Please report every line in the entries that contains the string "idle".

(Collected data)
|---|

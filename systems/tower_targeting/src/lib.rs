#![deny(
    unsafe_code,
    missing_docs,
    dead_code,
    unused_results,
    non_snake_case,
    unreachable_pub
)]

//! Pure system that computes deterministic tower targets from world snapshots.

use elemental_defence_core::{EnemyId, EnemyView, TowerTarget, TowerView};
use glam::Vec2;

/// Tower targeting system that reuses scratch buffers to avoid repeated allocations.
#[derive(Debug, Default)]
pub struct TowerTargeting {
    enemy_workspace: Vec<EnemyCandidate>,
}

impl TowerTargeting {
    /// Creates a new tower targeting system with empty scratch buffers.
    #[must_use]
    pub fn new() -> Self {
        Self::default()
    }

    /// Computes tower targets for the provided world snapshot.
    ///
    /// Each tower not selected for synthesis targets the first enemy, in
    /// identifier order, whose distance is strictly below the tower's range.
    /// The output buffer is cleared before populating it with the latest
    /// assignments.
    pub fn handle(&mut self, towers: &TowerView, enemies: &EnemyView, out: &mut Vec<TowerTarget>) {
        out.clear();

        if towers.iter().next().is_none() || enemies.is_empty() {
            return;
        }

        self.prepare_enemy_workspace(enemies);

        for tower in towers.iter().filter(|tower| !tower.selected) {
            let found = self
                .enemy_workspace
                .iter()
                .find(|candidate| candidate.position.distance(tower.position) < tower.stats.range);

            if let Some(candidate) = found {
                out.push(TowerTarget {
                    tower: tower.id,
                    enemy: candidate.id,
                    tower_position: tower.position,
                    enemy_position: candidate.position,
                });
            }
        }
    }

    fn prepare_enemy_workspace(&mut self, enemies: &EnemyView) {
        self.enemy_workspace.clear();
        self.enemy_workspace.reserve(enemies.len());
        self.enemy_workspace
            .extend(enemies.iter().map(|snapshot| EnemyCandidate {
                id: snapshot.id,
                position: snapshot.position,
            }));
    }
}

#[derive(Clone, Copy, Debug, PartialEq)]
struct EnemyCandidate {
    id: EnemyId,
    position: Vec2,
}

#[cfg(test)]
mod tests {
    use super::*;
    use elemental_defence_core::{
        CellCoord, EnemyKind, EnemySnapshot, Locomotion, PathId, PowerUpTotals, TowerId,
        TowerKind, TowerSnapshot, TowerStats, UpgradeLevels,
    };

    fn tower_snapshot(id: u32, kind: TowerKind, cell: (u32, u32)) -> TowerSnapshot {
        let cell = CellCoord::new(cell.0, cell.1);
        TowerSnapshot {
            id: TowerId::new(id),
            kind,
            cell,
            position: cell.center(),
            level: 1,
            stats: TowerStats::resolve(kind, 1, UpgradeLevels::default(), PowerUpTotals::default()),
            health: kind.max_health(),
            max_health: kind.max_health(),
            barrier: kind.max_barrier(),
            max_barrier: kind.max_barrier(),
            last_fired: None,
            selected: false,
        }
    }

    fn enemy_snapshot(id: u32, position: Vec2) -> EnemySnapshot {
        let kind = EnemyKind::Goblin;
        EnemySnapshot {
            id: EnemyId::new(id),
            kind,
            health: kind.max_health(),
            max_health: kind.max_health(),
            speed: kind.speed(),
            position,
            locomotion: Locomotion::FollowPath {
                path: PathId::new(0),
                progress: 0.0,
            },
        }
    }

    #[test]
    fn targets_enemy_within_range() {
        let mut system = TowerTargeting::new();
        let tower = tower_snapshot(1, TowerKind::Ice, (2, 2));
        let towers = TowerView::from_snapshots(vec![tower]);
        let enemy_position = tower.position + Vec2::new(50.0, 0.0);
        let enemies = EnemyView::from_snapshots(vec![enemy_snapshot(4, enemy_position)]);

        let mut out = Vec::new();
        system.handle(&towers, &enemies, &mut out);

        assert_eq!(
            out,
            vec![TowerTarget {
                tower: TowerId::new(1),
                enemy: EnemyId::new(4),
                tower_position: tower.position,
                enemy_position,
            }]
        );
    }

    #[test]
    fn enemy_at_exact_range_is_ignored() {
        let mut system = TowerTargeting::new();
        let tower = tower_snapshot(1, TowerKind::Ice, (2, 2));
        let towers = TowerView::from_snapshots(vec![tower]);
        let enemies = EnemyView::from_snapshots(vec![enemy_snapshot(
            1,
            tower.position + Vec2::new(tower.stats.range, 0.0),
        )]);

        let mut out = Vec::new();
        system.handle(&towers, &enemies, &mut out);

        assert!(out.is_empty());
    }

    #[test]
    fn lowest_enemy_id_in_range_wins_over_closer_enemies() {
        let mut system = TowerTargeting::new();
        let tower = tower_snapshot(1, TowerKind::Wind, (5, 5));
        let towers = TowerView::from_snapshots(vec![tower]);
        let enemies = EnemyView::from_snapshots(vec![
            enemy_snapshot(9, tower.position + Vec2::new(5.0, 0.0)),
            enemy_snapshot(3, tower.position + Vec2::new(120.0, 0.0)),
            enemy_snapshot(1, tower.position + Vec2::new(500.0, 0.0)),
        ]);

        let mut out = Vec::new();
        system.handle(&towers, &enemies, &mut out);

        assert_eq!(out.len(), 1);
        assert_eq!(out[0].enemy, EnemyId::new(3));
    }

    #[test]
    fn selected_towers_hold_fire() {
        let mut system = TowerTargeting::new();
        let mut selected = tower_snapshot(1, TowerKind::Fire, (2, 2));
        selected.selected = true;
        let idle = tower_snapshot(2, TowerKind::Stone, (3, 2));
        let towers = TowerView::from_snapshots(vec![selected, idle]);
        let enemies =
            EnemyView::from_snapshots(vec![enemy_snapshot(1, CellCoord::new(3, 3).center())]);

        let mut out = Vec::new();
        system.handle(&towers, &enemies, &mut out);

        assert_eq!(out.len(), 1);
        assert_eq!(out[0].tower, TowerId::new(2));
    }

    #[test]
    fn empty_collections_clear_previous_targets() {
        let mut system = TowerTargeting::new();
        let tower = tower_snapshot(1, TowerKind::Ice, (0, 0));
        let mut out = vec![TowerTarget {
            tower: TowerId::new(99),
            enemy: EnemyId::new(99),
            tower_position: Vec2::ZERO,
            enemy_position: Vec2::ZERO,
        }];

        system.handle(
            &TowerView::from_snapshots(vec![tower]),
            &EnemyView::default(),
            &mut out,
        );
        assert!(out.is_empty());

        system.handle(
            &TowerView::default(),
            &EnemyView::from_snapshots(vec![enemy_snapshot(1, tower.position)]),
            &mut out,
        );
        assert!(out.is_empty());
    }
}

|---|

Solution to this task.
        let idle = tower_snapshot(2, TowerKind::Stone, (3, 2));
        let towers = TowerView::from_snapshots(vec![selected, idle]);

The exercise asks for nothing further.